··· Record extracts ···

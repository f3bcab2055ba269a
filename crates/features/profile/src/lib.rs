//! Portfolio content slice: fixed profile records served read-only.
//!
//! Every call builds fresh records with new identifiers; nothing is persisted.

pub mod content;
#[cfg(feature = "server")]
pub mod handlers;
pub mod model;

pub use content::{API_GREETING, about, api_info, experience, personal_info, projects, skills};
pub use model::{
    AboutInfo, AboutStats, ApiInfo, Experience, Metric, PersonalInfo, Project, SkillCategory,
};
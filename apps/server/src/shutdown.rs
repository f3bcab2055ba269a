use anyhow::{Context, Result};
use axum_server::Handle;
use std::net::SocketAddr;
use std::time::Duration;
use tokio::signal;
use tracing::{error, info};

/// Time in-flight requests get to complete after a stop signal.
pub(crate) const DRAIN_PERIOD: Duration = Duration::from_secs(30);

/// Starts a background task that drains `handle` on SIGINT or SIGTERM.
pub(crate) fn drain_on_signal(handle: Handle<SocketAddr>) {
    tokio::spawn(async move {
        match wait_for_signal().await {
            Ok(name) => {
                info!(signal = name, period = ?DRAIN_PERIOD, "Draining connections");
                handle.graceful_shutdown(Some(DRAIN_PERIOD));
            },
            Err(e) => error!("Signal listener failed, graceful shutdown disabled: {e:#}"),
        }
    });
}

async fn wait_for_signal() -> Result<&'static str> {
    #[cfg(unix)]
    {
        let mut terminate = signal::unix::signal(signal::unix::SignalKind::terminate())
            .context("Installing SIGTERM handler")?;

        tokio::select! {
            res = signal::ctrl_c() => res.context("Installing Ctrl+C handler").map(|()| "SIGINT"),
            _ = terminate.recv() => Ok("SIGTERM"),
        }
    }

    #[cfg(not(unix))]
    {
        signal::ctrl_c().await.context("Installing Ctrl+C handler")?;
        Ok("Ctrl+C")
    }
}
use folio_derive::folio_error;
use std::borrow::Cow;

#[folio_error]
pub enum DemoError {
    #[error("IO error{}: {source}", format_context(.context))]
    Io {
        #[source]
        source: std::io::Error,
        context: Option<Cow<'static, str>>,
    },

    #[error("Internal error{}: {message}", format_context(.context))]
    Internal { message: Cow<'static, str>, context: Option<Cow<'static, str>> },
}

fn read() -> Result<(), DemoError> {
    Err::<(), _>(std::io::Error::other("disk gone")).context("Reading settings")
}

fn main() {
    let err = read().unwrap_err();
    assert_eq!(err.to_string(), "IO error (Reading settings): disk gone");

    let internal: DemoError = "boom".into();
    assert!(matches!(internal, DemoError::Internal { .. }));
}
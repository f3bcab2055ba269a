use crate::validation::FieldViolation;
use axum::Json;
use axum::extract::rejection::JsonRejection;
use axum::http::StatusCode;
use axum::response::{IntoResponse, Response};
use serde::Serialize;
use std::borrow::Cow;
use tracing::{error, warn};

pub type ApiResult<T> = Result<T, ApiError>;

/// Error payload returned by every endpoint.
#[derive(Debug, Serialize, utoipa::ToSchema)]
pub struct ErrorBody {
    pub detail: ErrorDetail,
}

/// Either a plain message or the list of rejected fields.
#[derive(Debug, Serialize, utoipa::ToSchema)]
#[serde(untagged)]
pub enum ErrorDetail {
    Message(String),
    Fields(Vec<FieldViolation>),
}

/// An error already classified for the HTTP boundary.
///
/// Slices convert their own error enums into this type; it is the only place where
/// failures are mapped to status codes.
#[derive(Debug)]
pub struct ApiError {
    status: StatusCode,
    detail: ErrorDetail,
}

impl ApiError {
    /// 422 with one entry per rejected field.
    #[must_use]
    pub const fn validation(violations: Vec<FieldViolation>) -> Self {
        Self { status: StatusCode::UNPROCESSABLE_ENTITY, detail: ErrorDetail::Fields(violations) }
    }

    /// 500 carrying the underlying cause for diagnostics.
    pub fn internal(detail: impl Into<Cow<'static, str>>) -> Self {
        Self::with_status(StatusCode::INTERNAL_SERVER_ERROR, detail)
    }

    pub fn with_status(status: StatusCode, detail: impl Into<Cow<'static, str>>) -> Self {
        Self { status, detail: ErrorDetail::Message(detail.into().into_owned()) }
    }

    #[must_use]
    pub const fn status(&self) -> StatusCode {
        self.status
    }

    #[must_use]
    pub const fn detail(&self) -> &ErrorDetail {
        &self.detail
    }
}

/// Body decoding failures keep axum's classification: 400 for malformed JSON,
/// 415 for a missing content type, 422 for missing or mistyped fields.
impl From<JsonRejection> for ApiError {
    fn from(rejection: JsonRejection) -> Self {
        Self::with_status(rejection.status(), rejection.body_text())
    }
}

impl From<crate::server::ApiStateError> for ApiError {
    fn from(err: crate::server::ApiStateError) -> Self {
        Self::internal(err.to_string())
    }
}

impl IntoResponse for ApiError {
    fn into_response(self) -> Response {
        if self.status.is_server_error() {
            error!(status = %self.status, detail = ?self.detail, "Request failed");
        } else {
            warn!(status = %self.status, detail = ?self.detail, "Request rejected");
        }

        (self.status, Json(ErrorBody { detail: self.detail })).into_response()
    }
}

#[cfg(test)]
mod tests {
    use super::*;
    use http_body_util::BodyExt;

    async fn body_json(response: Response) -> serde_json::Value {
        let bytes = response.into_body().collect().await.expect("read body").to_bytes();
        serde_json::from_slice(&bytes).expect("json body")
    }

    #[tokio::test]
    async fn validation_errors_list_fields() {
        let response = ApiError::validation(vec![
            FieldViolation::new("name", "must not be empty"),
            FieldViolation::new("email", "must be a valid email address"),
        ])
        .into_response();

        assert_eq!(response.status(), StatusCode::UNPROCESSABLE_ENTITY);
        let body = body_json(response).await;
        assert_eq!(body["detail"][0]["field"], "name");
        assert_eq!(body["detail"][1]["field"], "email");
    }

    #[tokio::test]
    async fn internal_errors_carry_a_message() {
        let response = ApiError::internal("Failed to save message: connection refused").into_response();

        assert_eq!(response.status(), StatusCode::INTERNAL_SERVER_ERROR);
        let body = body_json(response).await;
        assert_eq!(body["detail"], "Failed to save message: connection refused");
    }
}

···

What is needed: Copy out the range of lines above starting at the line with "use std::net::SocketAddr;" and ending at the line with "pub(crate) const DRAIN_PERIOD: Duration", exactly and including both.

Solution to the exercise:
use std::net::SocketAddr;
use std::time::Duration;
use tokio::signal;
use tracing::{error, info};

/// Time in-flight requests get to complete after a stop signal.
pub(crate) const DRAIN_PERIOD: Duration = Duration::from_secs(30);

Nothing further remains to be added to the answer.